── EXTRACTED MATERIAL ──

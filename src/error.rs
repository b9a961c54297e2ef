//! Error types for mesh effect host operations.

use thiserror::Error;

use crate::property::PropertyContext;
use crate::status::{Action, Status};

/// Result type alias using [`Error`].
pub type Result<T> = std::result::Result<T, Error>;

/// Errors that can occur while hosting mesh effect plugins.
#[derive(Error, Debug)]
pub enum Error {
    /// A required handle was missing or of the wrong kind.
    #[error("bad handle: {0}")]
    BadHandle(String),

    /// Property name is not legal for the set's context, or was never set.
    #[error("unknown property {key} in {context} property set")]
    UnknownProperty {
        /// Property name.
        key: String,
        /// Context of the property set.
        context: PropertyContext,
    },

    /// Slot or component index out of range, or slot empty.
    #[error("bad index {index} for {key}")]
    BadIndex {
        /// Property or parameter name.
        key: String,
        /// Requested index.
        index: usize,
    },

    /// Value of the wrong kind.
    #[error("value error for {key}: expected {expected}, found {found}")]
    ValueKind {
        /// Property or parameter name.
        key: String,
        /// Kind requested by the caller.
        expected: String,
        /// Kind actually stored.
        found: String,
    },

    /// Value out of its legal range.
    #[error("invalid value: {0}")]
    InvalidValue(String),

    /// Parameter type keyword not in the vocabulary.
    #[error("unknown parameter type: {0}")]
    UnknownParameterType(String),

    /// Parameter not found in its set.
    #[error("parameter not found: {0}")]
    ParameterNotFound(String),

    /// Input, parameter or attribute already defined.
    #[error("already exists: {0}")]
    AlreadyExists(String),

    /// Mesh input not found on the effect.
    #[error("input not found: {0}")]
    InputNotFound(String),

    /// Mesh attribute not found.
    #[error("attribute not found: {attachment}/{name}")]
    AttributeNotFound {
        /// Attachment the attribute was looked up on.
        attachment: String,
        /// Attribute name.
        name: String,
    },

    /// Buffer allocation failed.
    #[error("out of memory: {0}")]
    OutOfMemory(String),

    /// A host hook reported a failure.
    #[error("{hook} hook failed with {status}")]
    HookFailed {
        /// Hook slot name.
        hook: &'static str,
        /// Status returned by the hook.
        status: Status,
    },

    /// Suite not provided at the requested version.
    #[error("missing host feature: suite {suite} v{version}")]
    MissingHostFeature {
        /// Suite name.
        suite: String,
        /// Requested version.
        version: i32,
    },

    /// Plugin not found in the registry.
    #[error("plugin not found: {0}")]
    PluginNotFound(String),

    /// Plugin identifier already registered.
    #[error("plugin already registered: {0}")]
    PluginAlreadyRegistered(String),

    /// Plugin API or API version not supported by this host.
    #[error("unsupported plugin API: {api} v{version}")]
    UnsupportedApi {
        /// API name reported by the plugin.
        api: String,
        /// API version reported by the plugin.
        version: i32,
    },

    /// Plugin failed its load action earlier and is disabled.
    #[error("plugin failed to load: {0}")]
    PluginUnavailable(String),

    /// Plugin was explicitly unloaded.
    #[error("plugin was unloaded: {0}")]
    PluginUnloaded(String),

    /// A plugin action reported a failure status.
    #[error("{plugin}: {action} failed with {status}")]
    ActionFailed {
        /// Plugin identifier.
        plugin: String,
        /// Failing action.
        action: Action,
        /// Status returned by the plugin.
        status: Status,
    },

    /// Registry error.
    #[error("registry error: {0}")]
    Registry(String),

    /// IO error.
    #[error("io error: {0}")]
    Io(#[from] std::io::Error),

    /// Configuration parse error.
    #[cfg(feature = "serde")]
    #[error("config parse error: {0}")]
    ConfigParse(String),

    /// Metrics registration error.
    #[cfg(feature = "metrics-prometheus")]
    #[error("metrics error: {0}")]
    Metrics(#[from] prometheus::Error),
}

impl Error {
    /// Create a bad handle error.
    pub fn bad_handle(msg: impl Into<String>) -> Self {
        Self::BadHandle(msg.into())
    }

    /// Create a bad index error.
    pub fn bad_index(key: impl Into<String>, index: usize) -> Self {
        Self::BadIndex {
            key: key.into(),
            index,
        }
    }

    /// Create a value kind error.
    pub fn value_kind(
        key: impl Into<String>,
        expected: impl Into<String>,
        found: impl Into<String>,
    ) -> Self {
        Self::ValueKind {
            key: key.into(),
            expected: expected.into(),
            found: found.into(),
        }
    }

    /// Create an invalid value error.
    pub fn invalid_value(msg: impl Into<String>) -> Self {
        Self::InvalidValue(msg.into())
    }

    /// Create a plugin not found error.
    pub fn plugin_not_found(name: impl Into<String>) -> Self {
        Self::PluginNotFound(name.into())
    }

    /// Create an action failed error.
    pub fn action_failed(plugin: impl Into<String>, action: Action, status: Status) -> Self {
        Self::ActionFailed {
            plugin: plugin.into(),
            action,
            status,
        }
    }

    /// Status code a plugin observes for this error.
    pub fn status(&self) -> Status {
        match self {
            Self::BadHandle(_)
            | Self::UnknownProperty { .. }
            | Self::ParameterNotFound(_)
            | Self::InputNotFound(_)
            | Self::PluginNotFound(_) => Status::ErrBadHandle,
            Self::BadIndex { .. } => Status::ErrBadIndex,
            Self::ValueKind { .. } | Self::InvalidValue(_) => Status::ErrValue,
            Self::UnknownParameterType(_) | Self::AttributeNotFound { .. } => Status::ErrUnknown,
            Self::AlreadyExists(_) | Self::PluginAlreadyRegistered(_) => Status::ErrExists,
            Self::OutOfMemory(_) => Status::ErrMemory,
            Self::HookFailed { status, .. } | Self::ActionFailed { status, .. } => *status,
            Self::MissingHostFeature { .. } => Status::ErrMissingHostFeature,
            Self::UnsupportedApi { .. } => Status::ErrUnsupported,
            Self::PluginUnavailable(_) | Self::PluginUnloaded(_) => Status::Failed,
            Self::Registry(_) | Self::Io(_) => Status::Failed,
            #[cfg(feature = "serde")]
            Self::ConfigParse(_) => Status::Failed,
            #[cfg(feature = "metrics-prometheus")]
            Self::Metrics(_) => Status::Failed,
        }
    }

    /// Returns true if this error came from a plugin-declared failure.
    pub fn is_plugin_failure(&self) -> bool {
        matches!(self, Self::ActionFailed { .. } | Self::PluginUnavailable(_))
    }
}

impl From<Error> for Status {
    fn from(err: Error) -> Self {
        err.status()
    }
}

───
── EXTRACTED MATERIAL ──

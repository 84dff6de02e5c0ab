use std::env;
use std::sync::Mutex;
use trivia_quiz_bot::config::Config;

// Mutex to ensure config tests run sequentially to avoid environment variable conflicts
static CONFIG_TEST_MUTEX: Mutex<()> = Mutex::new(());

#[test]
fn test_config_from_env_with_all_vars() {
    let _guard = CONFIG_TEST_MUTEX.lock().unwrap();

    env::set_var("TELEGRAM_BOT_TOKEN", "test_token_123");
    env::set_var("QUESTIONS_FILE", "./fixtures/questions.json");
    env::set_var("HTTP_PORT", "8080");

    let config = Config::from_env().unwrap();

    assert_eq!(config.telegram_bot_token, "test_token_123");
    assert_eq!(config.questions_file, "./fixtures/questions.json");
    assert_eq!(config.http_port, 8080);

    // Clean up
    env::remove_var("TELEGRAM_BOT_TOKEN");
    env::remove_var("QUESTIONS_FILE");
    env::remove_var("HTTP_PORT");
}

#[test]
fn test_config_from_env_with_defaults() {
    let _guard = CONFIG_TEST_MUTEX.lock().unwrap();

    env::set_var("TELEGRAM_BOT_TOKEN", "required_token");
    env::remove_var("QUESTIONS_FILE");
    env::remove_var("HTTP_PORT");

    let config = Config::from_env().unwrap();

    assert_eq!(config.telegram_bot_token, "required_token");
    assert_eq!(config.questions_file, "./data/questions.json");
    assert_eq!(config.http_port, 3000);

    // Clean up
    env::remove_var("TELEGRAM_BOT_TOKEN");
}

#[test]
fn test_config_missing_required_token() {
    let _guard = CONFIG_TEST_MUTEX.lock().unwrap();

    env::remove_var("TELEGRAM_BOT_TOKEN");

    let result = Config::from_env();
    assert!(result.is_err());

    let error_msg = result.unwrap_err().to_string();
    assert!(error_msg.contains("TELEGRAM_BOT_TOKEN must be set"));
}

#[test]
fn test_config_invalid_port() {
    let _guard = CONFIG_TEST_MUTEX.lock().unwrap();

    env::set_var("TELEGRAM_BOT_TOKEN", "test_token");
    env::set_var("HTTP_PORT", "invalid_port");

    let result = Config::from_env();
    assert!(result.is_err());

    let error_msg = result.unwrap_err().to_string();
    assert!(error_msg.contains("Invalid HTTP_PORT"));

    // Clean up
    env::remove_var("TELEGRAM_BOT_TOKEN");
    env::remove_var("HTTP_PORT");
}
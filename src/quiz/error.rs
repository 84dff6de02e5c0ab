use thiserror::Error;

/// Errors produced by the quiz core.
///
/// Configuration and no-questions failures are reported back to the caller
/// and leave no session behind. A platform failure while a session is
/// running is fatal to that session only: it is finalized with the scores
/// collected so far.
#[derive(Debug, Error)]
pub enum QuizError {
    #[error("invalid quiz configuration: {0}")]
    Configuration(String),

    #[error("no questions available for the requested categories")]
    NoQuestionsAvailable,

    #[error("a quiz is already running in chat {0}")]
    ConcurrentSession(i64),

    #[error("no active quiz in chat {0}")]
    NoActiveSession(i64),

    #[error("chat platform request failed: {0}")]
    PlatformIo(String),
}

───
── EXTRACTED MATERIAL ──

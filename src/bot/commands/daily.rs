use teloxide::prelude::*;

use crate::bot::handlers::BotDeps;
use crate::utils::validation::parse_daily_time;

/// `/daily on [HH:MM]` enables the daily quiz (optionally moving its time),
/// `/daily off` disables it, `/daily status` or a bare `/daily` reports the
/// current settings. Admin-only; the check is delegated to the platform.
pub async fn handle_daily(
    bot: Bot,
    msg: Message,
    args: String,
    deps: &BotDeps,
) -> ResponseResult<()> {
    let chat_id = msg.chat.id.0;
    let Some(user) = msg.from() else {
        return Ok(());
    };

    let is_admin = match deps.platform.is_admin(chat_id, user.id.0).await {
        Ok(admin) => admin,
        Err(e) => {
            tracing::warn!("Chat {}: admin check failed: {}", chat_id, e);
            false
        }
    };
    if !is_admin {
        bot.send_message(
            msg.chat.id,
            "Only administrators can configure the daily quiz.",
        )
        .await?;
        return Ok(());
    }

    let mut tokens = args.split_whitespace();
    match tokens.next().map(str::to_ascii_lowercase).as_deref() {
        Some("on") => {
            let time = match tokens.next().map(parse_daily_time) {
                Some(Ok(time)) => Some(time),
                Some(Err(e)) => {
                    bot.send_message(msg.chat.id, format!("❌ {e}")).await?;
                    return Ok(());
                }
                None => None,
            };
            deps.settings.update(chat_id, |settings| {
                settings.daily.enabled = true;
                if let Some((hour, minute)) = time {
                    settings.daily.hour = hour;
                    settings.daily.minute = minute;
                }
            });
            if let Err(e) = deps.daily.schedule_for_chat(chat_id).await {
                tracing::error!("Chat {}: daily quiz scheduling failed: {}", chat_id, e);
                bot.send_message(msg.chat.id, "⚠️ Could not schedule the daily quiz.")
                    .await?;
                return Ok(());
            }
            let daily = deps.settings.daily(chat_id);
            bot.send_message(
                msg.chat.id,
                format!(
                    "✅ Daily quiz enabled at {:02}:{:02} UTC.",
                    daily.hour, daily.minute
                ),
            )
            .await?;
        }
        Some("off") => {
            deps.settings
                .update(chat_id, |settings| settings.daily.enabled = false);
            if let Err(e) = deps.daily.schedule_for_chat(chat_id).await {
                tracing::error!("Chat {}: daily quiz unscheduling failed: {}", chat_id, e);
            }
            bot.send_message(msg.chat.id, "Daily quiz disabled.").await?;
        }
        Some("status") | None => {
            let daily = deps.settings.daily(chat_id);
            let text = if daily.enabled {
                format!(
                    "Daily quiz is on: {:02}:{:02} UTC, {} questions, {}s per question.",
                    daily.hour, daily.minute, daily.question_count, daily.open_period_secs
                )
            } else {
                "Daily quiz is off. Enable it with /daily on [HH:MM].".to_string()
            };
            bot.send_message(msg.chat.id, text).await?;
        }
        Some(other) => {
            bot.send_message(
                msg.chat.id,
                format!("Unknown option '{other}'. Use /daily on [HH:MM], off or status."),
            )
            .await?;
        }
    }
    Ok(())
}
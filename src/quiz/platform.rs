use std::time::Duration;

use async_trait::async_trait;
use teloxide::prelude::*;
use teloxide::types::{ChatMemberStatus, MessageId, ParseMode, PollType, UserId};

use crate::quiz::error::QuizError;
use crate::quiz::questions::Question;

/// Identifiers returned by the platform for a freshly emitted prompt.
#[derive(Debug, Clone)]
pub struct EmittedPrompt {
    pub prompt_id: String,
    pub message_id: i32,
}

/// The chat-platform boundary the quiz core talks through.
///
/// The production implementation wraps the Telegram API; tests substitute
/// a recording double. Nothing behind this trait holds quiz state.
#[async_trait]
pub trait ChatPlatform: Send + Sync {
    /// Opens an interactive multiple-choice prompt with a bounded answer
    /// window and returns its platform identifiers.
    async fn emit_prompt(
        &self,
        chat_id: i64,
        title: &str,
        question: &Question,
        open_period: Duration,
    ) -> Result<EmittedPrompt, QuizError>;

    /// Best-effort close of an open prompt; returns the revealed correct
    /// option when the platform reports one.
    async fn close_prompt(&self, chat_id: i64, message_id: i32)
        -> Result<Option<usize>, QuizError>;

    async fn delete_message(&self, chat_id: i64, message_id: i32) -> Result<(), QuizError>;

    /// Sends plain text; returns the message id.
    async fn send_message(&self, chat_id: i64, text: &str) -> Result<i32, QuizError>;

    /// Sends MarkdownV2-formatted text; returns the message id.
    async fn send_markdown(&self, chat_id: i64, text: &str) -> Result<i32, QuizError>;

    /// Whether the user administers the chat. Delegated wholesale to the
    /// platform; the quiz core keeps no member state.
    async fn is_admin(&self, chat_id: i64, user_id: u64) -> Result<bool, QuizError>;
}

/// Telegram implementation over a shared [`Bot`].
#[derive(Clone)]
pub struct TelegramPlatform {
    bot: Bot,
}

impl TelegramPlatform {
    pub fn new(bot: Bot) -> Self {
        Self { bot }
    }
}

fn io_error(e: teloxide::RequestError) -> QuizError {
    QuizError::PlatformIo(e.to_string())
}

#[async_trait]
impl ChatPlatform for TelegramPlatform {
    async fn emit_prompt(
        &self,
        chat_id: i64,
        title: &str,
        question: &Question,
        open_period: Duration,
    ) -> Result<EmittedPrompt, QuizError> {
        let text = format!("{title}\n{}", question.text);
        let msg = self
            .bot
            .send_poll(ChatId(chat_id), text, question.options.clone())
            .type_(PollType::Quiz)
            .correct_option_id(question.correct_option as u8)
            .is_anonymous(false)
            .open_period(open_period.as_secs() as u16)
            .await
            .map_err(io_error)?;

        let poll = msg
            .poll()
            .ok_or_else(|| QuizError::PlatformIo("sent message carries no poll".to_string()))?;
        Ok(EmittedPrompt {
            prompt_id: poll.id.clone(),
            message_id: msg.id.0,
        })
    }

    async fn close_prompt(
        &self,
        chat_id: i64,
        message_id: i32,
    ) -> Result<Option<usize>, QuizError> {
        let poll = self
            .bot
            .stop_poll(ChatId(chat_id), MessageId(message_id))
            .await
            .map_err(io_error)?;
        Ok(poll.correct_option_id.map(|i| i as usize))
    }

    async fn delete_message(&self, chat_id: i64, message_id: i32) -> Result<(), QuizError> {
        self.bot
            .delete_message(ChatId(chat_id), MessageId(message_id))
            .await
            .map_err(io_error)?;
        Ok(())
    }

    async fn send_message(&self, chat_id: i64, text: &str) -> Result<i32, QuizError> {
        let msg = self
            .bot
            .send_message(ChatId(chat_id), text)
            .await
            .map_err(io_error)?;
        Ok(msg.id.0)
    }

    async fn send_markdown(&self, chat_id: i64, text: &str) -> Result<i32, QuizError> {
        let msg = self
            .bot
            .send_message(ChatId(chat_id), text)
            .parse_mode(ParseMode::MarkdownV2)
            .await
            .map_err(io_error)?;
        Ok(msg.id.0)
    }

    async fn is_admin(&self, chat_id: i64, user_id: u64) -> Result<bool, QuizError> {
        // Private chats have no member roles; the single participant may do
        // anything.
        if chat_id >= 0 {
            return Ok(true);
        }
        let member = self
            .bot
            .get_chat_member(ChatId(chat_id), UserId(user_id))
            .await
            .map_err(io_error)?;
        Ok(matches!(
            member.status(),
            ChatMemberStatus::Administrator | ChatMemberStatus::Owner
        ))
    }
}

───

- [PROBLEM STATEMENT] Begin at the line above that has "use async_trait::async_trait;" and stop after the line that has "-> Result<Option<usize>, QuizError>;", copying each line exactly and adding nothing else.

- [TASK ANSWER]
use async_trait::async_trait;
use teloxide::prelude::*;
use teloxide::types::{ChatMemberStatus, MessageId, ParseMode, PollType, UserId};

use crate::quiz::error::QuizError;
use crate::quiz::questions::Question;

/// Identifiers returned by the platform for a freshly emitted prompt.
#[derive(Debug, Clone)]
pub struct EmittedPrompt {
    pub prompt_id: String,
    pub message_id: i32,
}

/// The chat-platform boundary the quiz core talks through.
///
/// The production implementation wraps the Telegram API; tests substitute
/// a recording double. Nothing behind this trait holds quiz state.
#[async_trait]
pub trait ChatPlatform: Send + Sync {
    /// Opens an interactive multiple-choice prompt with a bounded answer
    /// window and returns its platform identifiers.
    async fn emit_prompt(
        &self,
        chat_id: i64,
        title: &str,
        question: &Question,
        open_period: Duration,
    ) -> Result<EmittedPrompt, QuizError>;

    /// Best-effort close of an open prompt; returns the revealed correct
    /// option when the platform reports one.
    async fn close_prompt(&self, chat_id: i64, message_id: i32)
        -> Result<Option<usize>, QuizError>;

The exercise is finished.